▶ [EXERCISE GOAL] Search the listing for the word "message" and return each line that contains it.
==========
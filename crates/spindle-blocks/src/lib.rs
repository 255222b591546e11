//! Block definitions for spindle.
//!
//! A block definition is the code generation contract for one block type. It
//! comes in exactly two variants:
//!
//! - [`FixedBlock`] - written in Rust against the [`CodegenContext`] API
//!   (ADC, DAC, pots, mixer, delay; see [`builtin`]).
//! - [`TemplateBlock`] - loaded from a template file whose body is assembly
//!   text with typed `${...}` placeholders (see [`template`]).
//!
//! Both satisfy the same contract through [`BlockDefinition`]: `validate`
//! against the graph before anything is generated, then `generate` against the
//! shared context in schedule order.
//!
//! # Example
//!
//! ```rust
//! use spindle_blocks::{BlockDefinition, BlockEnv, TemplateBlock};
//! use spindle_core::{CodegenContext, CompileOptions, Graph, Section};
//!
//! let text = "type = \"demo.clear\"\nname = \"Clear\"\ncategory = \"math\"\n---\nclr\n";
//! let def = BlockDefinition::Template(TemplateBlock::parse(text).unwrap());
//!
//! let graph = Graph::new("demo");
//! let mut ctx = CodegenContext::new(&graph, CompileOptions::default());
//! let params = def.info().default_params();
//! def.generate(&BlockEnv::new("c", &params), &mut ctx).unwrap();
//! assert_eq!(ctx.section(Section::Main).len(), 1);
//! ```

use std::collections::BTreeMap;

use spindle_core::{BlockInstance, CodegenContext, Graph};

pub mod builtin;
pub mod error;
pub mod info;
pub mod template;

pub use builtin::{FixedBlock, fixed_blocks};
pub use error::{GenerateError, TemplateError};
pub use info::{BlockCategory, BlockInfo};
pub use template::TemplateBlock;

/// What a block sees while generating: its id and resolved parameters.
#[derive(Debug, Clone, Copy)]
pub struct BlockEnv<'a> {
    /// Block instance id.
    pub id: &'a str,
    /// Every declared parameter, defaulted and clamped by the compiler.
    pub params: &'a BTreeMap<String, f64>,
}

impl<'a> BlockEnv<'a> {
    /// Creates an environment.
    pub fn new(id: &'a str, params: &'a BTreeMap<String, f64>) -> Self {
        Self { id, params }
    }

    /// Value of a parameter; zero if absent.
    pub fn param(&self, id: &str) -> f64 {
        self.params.get(id).copied().unwrap_or(0.0)
    }
}

/// A registered block type.
#[derive(Debug, Clone)]
pub enum BlockDefinition {
    /// Hand-written code generation.
    Fixed(FixedBlock),
    /// Template-driven code generation.
    Template(TemplateBlock),
}

impl BlockDefinition {
    /// Block metadata.
    pub fn info(&self) -> &BlockInfo {
        match self {
            BlockDefinition::Fixed(b) => b.info(),
            BlockDefinition::Template(t) => t.info(),
        }
    }

    /// Type identifier.
    pub fn type_id(&self) -> &str {
        &self.info().type_id
    }

    /// Returns `true` if the block reads and writes delay memory.
    pub fn is_memory_bearing(&self) -> bool {
        self.info().memory_bearing
    }

    /// Returns `true` for template-backed definitions.
    pub fn is_template(&self) -> bool {
        matches!(self, BlockDefinition::Template(_))
    }

    /// Reasons `block` cannot be compiled in `graph`; empty when it can.
    ///
    /// Checks required inputs, then any block-specific rule.
    pub fn validate(&self, block: &BlockInstance, graph: &Graph) -> Vec<String> {
        let mut problems: Vec<String> = self
            .info()
            .inputs
            .iter()
            .filter(|p| p.required && !graph.is_input_connected(&block.id, &p.id))
            .map(|p| format!("required input '{}' is not connected", p.id))
            .collect();
        if let BlockDefinition::Fixed(fixed) = self {
            if let Err(message) = fixed.validate(block, graph) {
                problems.push(message);
            }
        }
        problems
    }

    /// Generates code for one instance into `ctx`.
    pub fn generate(&self, env: &BlockEnv<'_>, ctx: &mut CodegenContext) -> Result<(), GenerateError> {
        tracing::trace!(block = env.id, type_id = self.type_id(), "generate");
        match self {
            BlockDefinition::Fixed(b) => b.generate(env, ctx),
            BlockDefinition::Template(t) => t.generate(env, ctx),
        }
    }
}

#[cfg(test)]
mod tests {
    use super::*;

    const NEEDS_INPUT: &str = r#"
type = "t.needs"
name = "Needs"
category = "math"

[[inputs]]
id = "in"
required = true

[[outputs]]
id = "out"
---
rdax ${input.in}, 1.0
wrax ${output.out}, 0.0
"#;

    #[test]
    fn required_inputs_are_validated() {
        let def = BlockDefinition::Template(TemplateBlock::parse(NEEDS_INPUT).unwrap());
        let g = Graph::new("t").with_block(BlockInstance::new("n", "t.needs"));
        let problems = def.validate(&g.blocks[0], &g);
        assert_eq!(problems, ["required input 'in' is not connected"]);
    }

    #[test]
    fn fixed_validation_is_included() {
        let dac = fixed_blocks()
            .into_iter()
            .find(|b| b.info().type_id == "io.dac")
            .map(BlockDefinition::Fixed)
            .unwrap();
        let g = Graph::new("t").with_block(BlockInstance::new("d", "io.dac"));
        assert_eq!(dac.validate(&g.blocks[0], &g).len(), 1);
        assert!(!dac.is_memory_bearing());
        assert!(!dac.is_template());
    }

    #[test]
    fn env_params_default_to_zero() {
        let params = BTreeMap::from([("gain".to_string(), 0.25)]);
        let env = BlockEnv::new("b", &params);
        assert_eq!(env.param("gain"), 0.25);
        assert_eq!(env.param("missing"), 0.0);
    }
}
==========
▶ [ANSWER BELOW]
            if let Err(message) = fixed.validate(block, graph) {
                problems.push(message);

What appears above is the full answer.